In 2000, the state legislature created Indigent Defense Services to fix some of the worst problems with the system of court appointments. The agency began operating last year, and Hurley says the change has already made a difference. The worst lawyers have been weeded out, and access to resources has been improved. “I think it’s a very important first step,” he says.

The numbers back him up. This year, juries have handed down only five death sentences. In 2001, the figure was 14, down from 18 the year before. “There’s no question that the quality of appointments has improved,” says Hurley.

Still, he says, it’s too early to say the problem has been fixed. A lack of funds nearly drove many of the best lawyers from the program before the legislature added some cash in the waning days of the session, and budgetary concerns remain. A shortage of qualified attorneys plagues certain parts of the state, and the abilities of the attorneys on his eligibility list vary greatly. “It’s not a list of the best and brightest in North Carolina,” he says.

And the repair efforts do nothing to help those already on death row who had to take whatever lawyer they were given and were dealt the dead man’s hand. The astonishing number of death-row inmates who had malfeasant and incompetent lawyers “raises serious concerns about the legitimacy of their convictions and death sentences,” says Hurley. “It shows how broken the previous system was.”

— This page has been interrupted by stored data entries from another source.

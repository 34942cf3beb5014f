/*
    Nyx, blazing fast astrodynamics
    Copyright (C) 2018-onwards Christopher Rabotin <christopher.rabotin@gmail.com>

    This program is free software: you can redistribute it and/or modify
    it under the terms of the GNU Affero General Public License as published
    by the Free Software Foundation, either version 3 of the License, or
    (at your option) any later version.

    This program is distributed in the hope that it will be useful,
    but WITHOUT ANY WARRANTY; without even the implied warranty of
    MERCHANTABILITY or FITNESS FOR A PARTICULAR PURPOSE.  See the
    GNU Affero General Public License for more details.

    You should have received a copy of the GNU Affero General Public License
    along with this program.  If not, see <https://www.gnu.org/licenses/>.
*/

/*! Geometry collaborators of the measurement models: spacecraft states and their position/velocity
providers, body shape, and the rotation of body-fixed frames. */

pub use anise::constants::frames::{EARTH_J2000, IAU_EARTH_FRAME};
pub use anise::prelude::{Frame, Orbit};

mod geodesy;
mod pv;
mod rotations;
mod spacecraft;

pub use geodesy::Ellipsoid;
pub use pv::{PvCoordinates, PvProvider, TimeStampedPv};
pub use rotations::{BodyRotation, EarthOrientationOffsets, OrientationOffsets};
pub use spacecraft::SpacecraftState;

/// Speed of light in meters per second, exact value
pub const SPEED_OF_LIGHT_M_S: f64 = 299_792_458.0;

/// Speed of light in kilometers per second
pub const SPEED_OF_LIGHT_KM_S: f64 = SPEED_OF_LIGHT_M_S / 1000.0;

So broken that some defendants had not one, but two iffy lawyers help shepherd them to death row. Glen Chapman was assigned both Tom Portwood and another lawyer with a history of alcohol abuse, Robert Adams. Convicted of neglecting to pay his state income taxes for three years, Adams was also found by the State Bar to have avoided an IRS lien (again for failure to pay taxes) by funneling money into an account maintained at Portwood’s office. Since 1991, Adams has been disciplined six times by the bar.

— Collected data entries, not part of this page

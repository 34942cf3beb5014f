/*
    Nyx, blazing fast astrodynamics
    Copyright (C) 2018-onwards Christopher Rabotin <christopher.rabotin@gmail.com>

    This program is free software: you can redistribute it and/or modify
    it under the terms of the GNU Affero General Public License as published
    by the Free Software Foundation, either version 3 of the License, or
    (at your option) any later version.

    This program is distributed in the hope that it will be useful,
    but WITHOUT ANY WARRANTY; without even the implied warranty of
    MERCHANTABILITY or FITNESS FOR A PARTICULAR PURPOSE.  See the
    GNU Affero General Public License for more details.

    You should have received a copy of the GNU Affero General Public License
    along with this program.  If not, see <https://www.gnu.org/licenses/>.
*/

use super::{Measurement, MeasurementType, ObservedMeasurement, Theoretical, TheoreticalEvaluation};
use crate::ad::{Derivation, Real};
use crate::cosmic::{SpacecraftState, TimeStampedPv, SPEED_OF_LIGHT_KM_S};
use crate::errors::MeasurementError;
use crate::od::ground_station::GroundStation;
use crate::od::observer::{ObservableSatellite, Observer, ObserverProvider};
use crate::od::params::ParameterDriver;
use crate::od::signal::{observer_receiver, TravelTimeSolver};
use crate::time::Epoch;

/// Turn-around range, in km, of a signal going primary → satellite → secondary → satellite → primary.
///
/// The value is half the total path length. The legs are solved backwards from the reception at
/// the primary station, each leg providing the date and position the previous one must reach.
#[derive(Clone, Debug, PartialEq)]
pub struct TurnAroundRange {
    pub observed: ObservedMeasurement,
    pub primary: GroundStation,
    pub secondary: GroundStation,
    pub solver: TravelTimeSolver,
}

impl TurnAroundRange {
    pub fn new(
        primary: GroundStation,
        secondary: GroundStation,
        epoch: Epoch,
        range_km: f64,
        sigma_km: f64,
        base_weight: f64,
        satellite: ObservableSatellite,
    ) -> Result<Self, MeasurementError> {
        Ok(Self {
            observed: ObservedMeasurement::scalar(
                epoch,
                range_km,
                sigma_km,
                base_weight,
                satellite,
            )?,
            primary,
            secondary,
            solver: TravelTimeSolver::default(),
        })
    }

    pub fn with_solver(mut self, solver: TravelTimeSolver) -> Self {
        self.solver = solver;
        self
    }
}

impl Measurement for TurnAroundRange {
    fn observed(&self) -> &ObservedMeasurement {
        &self.observed
    }

    fn measurement_type(&self) -> MeasurementType {
        MeasurementType::TurnAroundRange
    }

    /// Drivers of the primary station, then of the secondary station, then of the satellite.
    fn parameter_drivers(&self) -> Vec<&ParameterDriver> {
        let mut drivers = self.primary.parameter_drivers();
        drivers.extend(self.secondary.parameter_drivers());
        drivers.extend(self.observed.satellite_drivers());
        drivers
    }
}

impl TheoreticalEvaluation for TurnAroundRange {
    fn theoretical<T: Real, D: Derivation<T>>(
        &self,
        states: &[SpacecraftState],
        d: &D,
    ) -> Result<Theoretical<T>, MeasurementError> {
        // Last leg: satellite to primary, received at the measurement date
        let common = observer_receiver(
            &self.solver,
            &self.primary,
            &self.observed.satellites[0],
            self.observed.epoch,
            false,
            states,
            d,
        )?;
        let frame = common.state.frame;
        let tau_leg2_down = common.tau_d.clone();
        let transit2 = common.emission.clone();
        let satellite_at_transit2 =
            TimeStampedPv::new(transit2.clone(), frame, common.emitter_pv.clone());

        // Secondary to satellite, reaching it at the second transit
        let secondary = ObserverProvider::new(&self.secondary, states, d);
        let tau_leg2_up = self
            .solver
            .adjustable_emitter(&secondary)
            .delay(&common.emitter_pv.position, &transit2, frame)?
            .delay;
        let turn_around = transit2.shifted_by(-tau_leg2_up.clone());
        let secondary_pv = self.secondary.pv_at(&turn_around, frame, states, d)?;

        // Satellite to secondary, the emission being searched from the second transit
        let tau_leg1_down = self
            .solver
            .adjustable_emitter(&satellite_at_transit2)
            .delay_with_guess(&transit2, &secondary_pv.position, &turn_around, frame)?
            .delay;
        let transit1 = turn_around.shifted_by(-tau_leg1_down.clone());
        let satellite_pv1 = common
            .emitter_pv
            .shifted_by(&-(tau_leg2_up.clone() + tau_leg1_down.clone()));

        // First leg: primary to satellite, extrapolating the primary from its reception
        let primary_at_arrival =
            TimeStampedPv::new(common.arrival.clone(), frame, common.receiver_pv.clone());
        let tau_leg1_up = self
            .solver
            .adjustable_emitter(&primary_at_arrival)
            .delay(&satellite_pv1.position, &transit1, frame)?
            .delay;
        let departure = transit1.shifted_by(-tau_leg1_up.clone());
        let primary_pv = common.receiver_pv.shifted_by(&-(tau_leg2_down.clone()
            + tau_leg2_up.clone()
            + tau_leg1_down.clone()
            + tau_leg1_up.clone()));

        let range = (tau_leg1_up + tau_leg1_down + tau_leg2_up + tau_leg2_down)
            * (0.5 * SPEED_OF_LIGHT_KM_S);

        let transit1_delta = transit1.seconds_since(common.state.epoch).real();
        Ok(Theoretical {
            values: vec![range],
            transit_states: vec![
                common.state.shifted_by(transit1_delta),
                common.transit_state.clone(),
            ],
            participants: vec![
                TimeStampedPv::new(departure, frame, primary_pv).to_real(),
                TimeStampedPv::new(transit1, frame, satellite_pv1).to_real(),
                TimeStampedPv::new(turn_around, frame, secondary_pv).to_real(),
                common.emitter(),
                common.receiver(),
            ],
        })
    }
}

This is not simply a question of essential fairness, or even whether the defendants were guilty or innocent of their crimes. The U.S. Supreme Court has ruled that the constitutional right to a lawyer means an effective lawyer, which one might reasonably assume excludes drug addicts and criminals. Until judges—or the state’s elected officials, who should establish a moratorium on executions until these and other problems with the death penalty can be resolved—acknowledge that this is not simply a technical question, North Carolina’s capital punishment system stands as a cynical example of criminal injustice at its worst.